In the data that follows, give the number of lines containing the word "wide". Offer no additional comment.

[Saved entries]
--- START ---

//! Value federates: publications, subscriptions and time grants.

use std::collections::HashMap;
use std::sync::Arc;

use crate::core::{find_core, CoreInner, Phase};
use crate::info::FederateInfo;
use crate::time::{Time, TimeProperty};
use crate::BusError;

/// Iteration request when entering executing mode.
#[derive(Debug, Clone, Copy, PartialEq, Eq, Default)]
pub enum IterationRequest {
    #[default]
    NoIterations,
    IterateIfNeeded,
    ForceIteration,
}

/// Outcome of entering executing mode.
#[derive(Debug, Clone, Copy, PartialEq, Eq)]
pub enum IterationResult {
    NextStep,
    Iterating,
    Halted,
}

/// Handle to a registered publication.
#[derive(Debug, Clone)]
pub struct Publication {
    /// Federate-qualified key, e.g. `fed.output`
    qualified: String,
    /// Plain key as registered
    plain: Option<String>,
    name: String,
}

impl Publication {
    pub fn name(&self) -> &str {
        &self.name
    }
}

/// Handle to a registered subscription (an input targeting a publication by name).
#[derive(Debug, Clone, Copy)]
pub struct Subscription(usize);

#[derive(Debug, Clone)]
struct SubState {
    /// Federate-qualified input name, the target of data links
    qualified: String,
    /// Publication name this input subscribes to
    target: String,
    default_value: f64,
}

#[derive(Debug, Clone, Copy, PartialEq, Eq)]
enum FedState {
    Created,
    Initializing,
    Executing,
    Finalized,
}

/// A federate publishing and subscribing double-valued channels, advancing in lock step with the
/// other federates on its core.
pub struct ValueFederate {
    name: String,
    separator: char,
    core: Arc<CoreInner>,
    subs: Vec<SubState>,
    state: FedState,
    granted: Time,
    properties: HashMap<TimeProperty, Time>,
}

impl ValueFederate {
    /// Create a federate attached to the core named in `info`.
    pub fn new(name: &str, info: &FederateInfo) -> Result<Self, BusError> {
        let core_name = info.core_name.clone();
        let core = find_core(&core_name).ok_or(BusError::CoreNotFound(core_name))?;
        {
            let mut shared = core.lock();
            if shared.terminated {
                return Err(BusError::Terminated);
            }
            shared.registered += 1;
        }
        let mut properties = HashMap::new();
        if let Some(period) = info.period {
            properties.insert(TimeProperty::Period, period);
        }
        if let Some(stop) = info.stop_time {
            properties.insert(TimeProperty::StopTime, stop);
        }
        Ok(Self {
            name: name.to_owned(),
            separator: info.separator,
            core,
            subs: Vec::new(),
            state: FedState::Created,
            granted: Time::ZERO,
            properties,
        })
    }

    pub fn name(&self) -> &str {
        &self.name
    }

    pub fn set_time_property(&mut self, property: TimeProperty, value: Time) {
        self.properties.insert(property, value);
    }

    pub fn get_time_property(&self, property: TimeProperty) -> Time {
        self.properties
            .get(&property)
            .copied()
            .unwrap_or(Time::ZERO)
    }

    fn qualified(&self, local: &str) -> String {
        format!("{}{}{}", self.name, self.separator, local)
    }

    /// Register a publication under the federate-qualified name; the plain local name is kept as
    /// an alias so same-named subscriptions match without explicit wiring.
    pub fn register_publication(&mut self, name: &str) -> Publication {
        Publication {
            qualified: self.qualified(name),
            plain: Some(name.to_owned()),
            name: name.to_owned(),
        }
    }

    /// Register a publication under exactly the given name, with no federate qualification.
    pub fn register_global_publication(&mut self, name: &str) -> Publication {
        Publication {
            qualified: name.to_owned(),
            plain: None,
            name: name.to_owned(),
        }
    }

    /// Register a subscription targeting the publication named `target`.
    pub fn register_subscription(&mut self, target: &str) -> Subscription {
        self.subs.push(SubState {
            qualified: self.qualified(target),
            target: target.to_owned(),
            default_value: 0.0,
        });
        Subscription(self.subs.len() - 1)
    }

    /// Value delivered when no publication has reached the subscription yet.
    pub fn set_default(&mut self, sub: &Subscription, value: f64) {
        self.subs[sub.0].default_value = value;
    }

    pub fn publish(&self, publication: &Publication, value: f64) {
        let mut shared = self.core.lock();
        shared
            .publications
            .insert(publication.qualified.clone(), value);
        if let Some(plain) = &publication.plain {
            shared.publications.insert(plain.clone(), value);
        }
    }

    /// Current value of a subscription: a data link targeting this input wins, then a publication
    /// matching the subscription target, then the default.
    pub fn get_value(&self, sub: &Subscription) -> f64 {
        let sub = &self.subs[sub.0];
        let shared = self.core.lock();
        for (from, to) in &shared.links {
            if *to == sub.qualified || *to == sub.target {
                if let Some(value) = shared.publications.get(from) {
                    return *value;
                }
            }
        }
        if let Some(value) = shared.publications.get(&sub.target) {
            return *value;
        }
        sub.default_value
    }

    /// Enter the federation-wide initializing barrier.
    pub fn enter_initializing_mode(&mut self) -> Result<(), BusError> {
        if self.state != FedState::Created {
            return Ok(());
        }
        self.core.barrier_wait(Phase::Initializing)?;
        self.state = FedState::Initializing;
        Ok(())
    }

    /// Enter the executing barrier. The in-process bus never requests an initialization
    /// iteration, so this always grants [`IterationResult::NextStep`].
    pub fn enter_executing_mode(
        &mut self,
        _iterate: IterationRequest,
    ) -> Result<IterationResult, BusError> {
        if self.state == FedState::Executing {
            return Ok(IterationResult::NextStep);
        }
        {
            let mut shared = self.core.lock();
            if shared.terminated {
                return Err(BusError::Terminated);
            }
            shared.executing += 1;
        }
        self.core.barrier_wait(Phase::Executing)?;
        self.state = FedState::Executing;
        Ok(IterationResult::NextStep)
    }

    /// Request the next time grant: blocks until every executing federate has requested, then
    /// advances this federate by its period. Returns [`Time::MAX`] once the bus terminated so
    /// step loops drain.
    pub fn request_next_step(&mut self) -> Time {
        let period = {
            let period = self.get_time_property(TimeProperty::Period);
            if period.is_zero() {
                Time::EPSILON
            } else {
                period
            }
        };
        match self.core.barrier_wait(Phase::Step) {
            Ok(()) => {
                self.granted += period;
                self.granted
            }
            Err(_) => Time::MAX,
        }
    }

    pub fn granted_time(&self) -> Time {
        self.granted
    }

    /// Leave the federation; wakes any federates blocked on this one.
    pub fn finalize(&mut self) {
        if self.state == FedState::Finalized {
            return;
        }
        let was_executing = self.state == FedState::Executing;
        self.state = FedState::Finalized;
        self.core.federate_finalized(was_executing);
    }
}

impl Drop for ValueFederate {
    fn drop(&mut self) {
        self.finalize();
    }
}

impl std::fmt::Debug for ValueFederate {
    fn fmt(&self, f: &mut std::fmt::Formatter<'_>) -> std::fmt::Result {
        f.debug_struct("ValueFederate")
            .field("name", &self.name)
            .field("granted", &self.granted)
            .field("subs", &self.subs.len())
            .finish()
    }
}
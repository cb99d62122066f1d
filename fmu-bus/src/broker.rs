//! The broker: tracks attached cores and mediates federation-wide termination.

use std::collections::{HashMap, HashSet};
use std::sync::atomic::{AtomicUsize, Ordering};
use std::sync::{Arc, Condvar, Mutex, OnceLock};
use std::time::Duration;

use crate::{core, BusError};

const ADDRESS_SCHEME: &str = "inproc://";

struct BrokerShared {
    connected: bool,
    terminated: bool,
    cores: HashSet<String>,
}

struct BrokerInner {
    name: String,
    shared: Mutex<BrokerShared>,
    cond: Condvar,
}

fn registry() -> &'static Mutex<HashMap<String, Arc<BrokerInner>>> {
    static BROKERS: OnceLock<Mutex<HashMap<String, Arc<BrokerInner>>>> = OnceLock::new();
    BROKERS.get_or_init(Default::default)
}

fn find_broker(address: &str) -> Option<Arc<BrokerInner>> {
    let name = address.strip_prefix(ADDRESS_SCHEME).unwrap_or(address);
    registry()
        .lock()
        .expect("broker registry poisoned")
        .get(name)
        .cloned()
}

/// Record a core at the broker behind `address`. Fails when there is no such broker or it has
/// terminated.
pub(crate) fn attach_core(address: &str, core_name: &str) -> bool {
    match find_broker(address) {
        Some(broker) => {
            let mut shared = broker.shared.lock().expect("broker state poisoned");
            if shared.terminated {
                return false;
            }
            shared.cores.insert(core_name.to_owned());
            true
        }
        None => false,
    }
}

/// Remove a core from the broker behind `address`, waking disconnect waiters.
pub(crate) fn detach_core(address: &str, core_name: &str) {
    if let Some(broker) = find_broker(address) {
        let mut shared = broker.shared.lock().expect("broker state poisoned");
        shared.cores.remove(core_name);
        drop(shared);
        broker.cond.notify_all();
    }
}

/// Handle on a broker. Clones share the same underlying broker.
#[derive(Clone)]
pub struct BrokerApp {
    inner: Arc<BrokerInner>,
}

impl BrokerApp {
    /// Start a broker of the given type. The init string is scanned for a `--name` option.
    pub fn new(core_type: &str, init_args: &str) -> Result<Self, BusError> {
        static COUNTER: AtomicUsize = AtomicUsize::new(0);

        let mut name = None;
        let mut tokens = init_args.split_whitespace().peekable();
        while let Some(token) = tokens.next() {
            let (key, inline) = match token.split_once('=') {
                Some((key, value)) => (key, Some(value.to_owned())),
                None => (token, None),
            };
            if key == "--name" || key == "-n" {
                name = inline.or_else(|| tokens.next().map(str::to_owned));
            }
        }
        let name = name.unwrap_or_else(|| {
            format!("fmubroker-{}", COUNTER.fetch_add(1, Ordering::Relaxed))
        });

        log::debug!("starting {core_type} broker {name} with args \"{init_args}\"");
        let inner = Arc::new(BrokerInner {
            name: name.clone(),
            shared: Mutex::new(BrokerShared {
                connected: false,
                terminated: false,
                cores: HashSet::new(),
            }),
            cond: Condvar::new(),
        });
        registry()
            .lock()
            .expect("broker registry poisoned")
            .insert(name, Arc::clone(&inner));
        Ok(Self { inner })
    }

    pub fn is_connected(&self) -> bool {
        let shared = self.inner.shared.lock().expect("broker state poisoned");
        shared.connected && !shared.terminated
    }

    pub fn connect(&self) -> bool {
        let mut shared = self.inner.shared.lock().expect("broker state poisoned");
        if shared.terminated {
            return false;
        }
        shared.connected = true;
        true
    }

    /// Address cores use to attach to this broker.
    pub fn address(&self) -> String {
        format!("{ADDRESS_SCHEME}{}", self.inner.name)
    }

    /// Send a command string to a broker-side object. The in-process broker only logs it.
    pub fn send_command(&self, target: &str, command: &str) {
        log::info!(target: "bus", "[{}] command to {target}: {command}", self.inner.name);
    }

    /// Block until every attached core has disconnected, up to an optional deadline. Returns
    /// whether the broker is fully disconnected.
    pub fn wait_for_disconnect(&self, timeout: Option<Duration>) -> bool {
        let deadline = timeout.map(|t| std::time::Instant::now() + t);
        let mut shared = self.inner.shared.lock().expect("broker state poisoned");
        loop {
            if shared.terminated || shared.cores.is_empty() {
                return true;
            }
            match deadline {
                Some(deadline) => {
                    let now = std::time::Instant::now();
                    if now >= deadline {
                        return false;
                    }
                    let (guard, _) = self
                        .inner
                        .cond
                        .wait_timeout(shared, deadline - now)
                        .expect("broker state poisoned");
                    shared = guard;
                }
                None => {
                    shared = self
                        .inner
                        .cond
                        .wait(shared)
                        .expect("broker state poisoned");
                }
            }
        }
    }

    /// Terminate the broker and every core attached to it.
    pub fn force_terminate(&self) {
        let cores: Vec<String> = {
            let mut shared = self.inner.shared.lock().expect("broker state poisoned");
            shared.terminated = true;
            shared.connected = false;
            shared.cores.drain().collect()
        };
        self.inner.cond.notify_all();
        for core_name in cores {
            if let Some(core) = core::find_core(&core_name) {
                core.force_terminate();
            }
        }
    }
}

impl std::fmt::Debug for BrokerApp {
    fn fmt(&self, f: &mut std::fmt::Formatter<'_>) -> std::fmt::Result {
        f.debug_struct("BrokerApp")
            .field("name", &self.inner.name)
            .field("connected", &self.is_connected())
            .finish()
    }
}

#[cfg(test)]
mod tests {
    use super::*;

    #[test]
    fn test_broker_lifecycle() {
        let broker = BrokerApp::new("inproc", "--name lifecycle-broker").unwrap();
        assert!(!broker.is_connected());
        assert!(broker.connect());
        assert!(broker.is_connected());
        assert_eq!(broker.address(), "inproc://lifecycle-broker");

        // no cores attached yet, so the broker counts as disconnected
        assert!(broker.wait_for_disconnect(Some(Duration::from_millis(1))));

        assert!(attach_core(&broker.address(), "some-core"));
        assert!(!broker.wait_for_disconnect(Some(Duration::from_millis(1))));
        detach_core(&broker.address(), "some-core");
        assert!(broker.wait_for_disconnect(Some(Duration::from_millis(10))));

        broker.force_terminate();
        assert!(!broker.is_connected());
        assert!(!broker.connect());
    }
}
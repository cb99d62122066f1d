//! Bridges one co-simulation FMU instance to bus publications and subscriptions and drives the
//! communication-step loop.

use std::io::Write;
use std::path::PathBuf;

use fmu::{CoSimInstance, FmuMode};
use fmu_bus::{
    FederateInfo, IterationRequest, IterationResult, Publication, Subscription, Time,
    TimeProperty, ValueFederate,
};

use crate::RunnerError;

const FALLBACK_STEP: f64 = 0.2;
const FALLBACK_STOP: f64 = 30.0;

/// One FMU instance exposed as a value federate: declared inputs become subscriptions, declared
/// outputs become double-valued publications, and the step loop shuttles values between the two
/// at every communication point.
pub struct CoSimFederate {
    fed: ValueFederate,
    cs: CoSimInstance,
    input_list: Vec<String>,
    output_list: Vec<String>,
    pubs: Vec<Publication>,
    inputs: Vec<Subscription>,
    step_time: Time,
    time_bias: Time,
    capture_file: Option<PathBuf>,
    capture: bool,
    configured: bool,
}

impl CoSimFederate {
    /// Wrap an already created co-simulation instance. An empty `name` falls back to the
    /// instance's own name.
    pub fn new(
        name: &str,
        mut cs: CoSimInstance,
        fed_info: &FederateInfo,
    ) -> Result<Self, RunnerError> {
        let name = if name.is_empty() { cs.name().to_owned() } else { name.to_owned() };
        let fed = ValueFederate::new(&name, fed_info)?;
        // Start from the real-valued declared I/O; the bus only carries doubles
        cs.set_default_inputs();
        cs.set_default_outputs();
        let input_list = cs.input_names();
        let output_list = cs.output_names();
        Ok(Self {
            fed,
            cs,
            input_list,
            output_list,
            pubs: Vec::new(),
            inputs: Vec::new(),
            step_time: Time::ZERO,
            time_bias: Time::ZERO,
            capture_file: None,
            capture: false,
            configured: false,
        })
    }

    pub fn name(&self) -> &str {
        self.fed.name()
    }

    /// Replace the set of subscribed input names.
    pub fn set_inputs(&mut self, input_names: Vec<String>) {
        self.input_list = input_names;
    }

    /// Replace the set of published output names.
    pub fn set_outputs(&mut self, output_names: Vec<String>) {
        self.output_list = output_names;
    }

    pub fn add_input(&mut self, input_name: &str) {
        self.input_list.push(input_name.to_owned());
    }

    pub fn add_output(&mut self, output_name: &str) {
        self.output_list.push(output_name.to_owned());
    }

    /// Enable or disable CSV output capture.
    pub fn set_output_capture(&mut self, capture: bool, file: Option<PathBuf>) {
        if file.is_some() {
            self.capture_file = file;
        }
        self.capture = capture;
    }

    /// Apply a textual parameter value through the instance's typed set.
    pub fn set(&mut self, name: &str, value: &str) -> Result<(), fmu::Fmi2Error> {
        self.cs.set_from_str(name, value)
    }

    /// Whether the underlying FMU declares `name` as a settable parameter or input.
    pub fn knows_parameter(&self, name: &str) -> bool {
        self.cs.catalog().variable_by_name(name).is_some()
    }

    pub fn set_flag(&mut self, flag: &str, value: bool) -> bool {
        self.cs.set_flag(flag, value)
    }

    /// Register bus endpoints and settle the effective step size: the caller's argument wins,
    /// then the FMU's default-experiment step, then the bus period property, then 0.2 s. The
    /// effective step is written back to the bus as the period property.
    pub fn configure(&mut self, step: Time, start_time: Time) {
        self.time_bias = start_time;

        if !self.configured {
            // Keep the instance's active sets aligned with the registered endpoints; names that
            // are not real-valued or have the wrong causality drop out here with a warning, so
            // the endpoint lists are refreshed from what actually survived.
            self.cs.set_input_variables(&self.input_list);
            self.cs.set_output_variables(&self.output_list);
            if self.cs.input_size() > 0 {
                self.input_list = self.cs.input_names();
            }
            if self.cs.output_size() > 0 {
                self.output_list = self.cs.output_names();
            }

            let input_list = std::mem::take(&mut self.input_list);
            for input in &input_list {
                self.inputs.push(self.fed.register_subscription(input));
            }
            self.input_list = input_list;

            let output_list = std::mem::take(&mut self.output_list);
            for output in &output_list {
                self.pubs.push(self.fed.register_publication(output));
            }
            self.output_list = output_list;
            self.configured = true;
        }

        let mut step = step;
        if step <= Time::ZERO {
            step = Time::from_secs_f64(self.cs.catalog().default_experiment().step_size);
        }
        if step <= Time::ZERO {
            let bus_step = self.fed.get_time_property(TimeProperty::Period);
            step = if bus_step > Time::EPSILON {
                bus_step
            } else {
                Time::from_secs_f64(FALLBACK_STEP)
            };
        }
        self.fed.set_time_property(TimeProperty::Period, step);
        self.step_time = step;
    }

    pub fn step_time(&self) -> Time {
        self.step_time
    }

    /// Whether bus endpoints have been registered already.
    pub fn is_configured(&self) -> bool {
        self.configured
    }

    /// Run the co-simulation until `stop`: the caller's stop wins, then the FMU's
    /// default-experiment stop, then 30 s.
    pub fn run(&mut self, stop: Time) -> Result<(), RunnerError> {
        let mut stop = stop;
        if stop <= Time::ZERO {
            stop = Time::from_secs_f64(self.cs.catalog().default_experiment().stop_time);
        }
        if stop <= Time::ZERO {
            stop = Time::from_secs_f64(FALLBACK_STOP);
        }

        let mut capture = match (self.capture, &self.capture_file) {
            (true, Some(path)) => Some(std::io::BufWriter::new(std::fs::File::create(path)?)),
            _ => None,
        };

        self.fed.enter_initializing_mode()?;
        self.cs.setup_experiment(
            None,
            self.time_bias.as_secs_f64(),
            Some((self.time_bias + stop).as_secs_f64()),
        )?;
        self.cs.set_mode(FmuMode::Initialization)?;

        if let Some(file) = capture.as_mut() {
            write!(file, "time")?;
            for publication in &self.pubs {
                write!(file, ",{}", publication.name())?;
            }
            writeln!(file)?;
        }

        // Publish the FMU's current outputs and seed the subscription defaults with its current
        // inputs before the executing barrier.
        let mut outputs = vec![0.0; self.pubs.len()];
        let mut inputs = vec![0.0; self.inputs.len()];
        if !self.pubs.is_empty() {
            self.cs.get_outputs(&mut outputs)?;
            for (publication, value) in self.pubs.iter().zip(&outputs) {
                self.fed.publish(publication, *value);
            }
        }
        if !self.inputs.is_empty() {
            self.cs.get_current_inputs(&mut inputs)?;
            for (index, value) in inputs.iter().enumerate() {
                let sub = self.inputs[index];
                self.fed.set_default(&sub, *value);
            }
        }

        let result = self
            .fed
            .enter_executing_mode(IterationRequest::IterateIfNeeded)?;
        if result == IterationResult::Iterating {
            if !self.inputs.is_empty() {
                for (index, sub) in self.inputs.iter().enumerate() {
                    inputs[index] = self.fed.get_value(sub);
                }
                self.cs.set_inputs(&inputs)?;
            }
            self.fed.enter_executing_mode(IterationRequest::NoIterations)?;
        }
        self.cs.set_mode(FmuMode::Step)?;

        let mut current_time = Time::ZERO;
        while current_time + self.time_bias <= stop {
            self.cs.do_step(
                (current_time + self.time_bias).as_secs_f64(),
                self.step_time.as_secs_f64(),
                true,
            )?;
            current_time = self.fed.request_next_step();
            if !outputs.is_empty() {
                self.cs.get_outputs(&mut outputs)?;
                for (publication, value) in self.pubs.iter().zip(&outputs) {
                    self.fed.publish(publication, *value);
                }
            }
            if !inputs.is_empty() {
                for (index, sub) in self.inputs.iter().enumerate() {
                    inputs[index] = self.fed.get_value(sub);
                }
                self.cs.set_inputs(&inputs)?;
            }
            if let Some(file) = capture.as_mut() {
                write!(file, "{}", current_time.as_secs_f64())?;
                for value in &outputs {
                    write!(file, ",{}", value)?;
                }
                writeln!(file)?;
            }
        }
        self.fed.finalize();
        Ok(())
    }
}

impl std::fmt::Debug for CoSimFederate {
    fn fmt(&self, f: &mut std::fmt::Formatter<'_>) -> std::fmt::Result {
        f.debug_struct("CoSimFederate")
            .field("name", &self.fed.name())
            .field("inputs", &self.input_list)
            .field("outputs", &self.output_list)
            .field("step", &self.step_time)
            .finish()
    }
}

--- END ---

## Solution to this exercise
2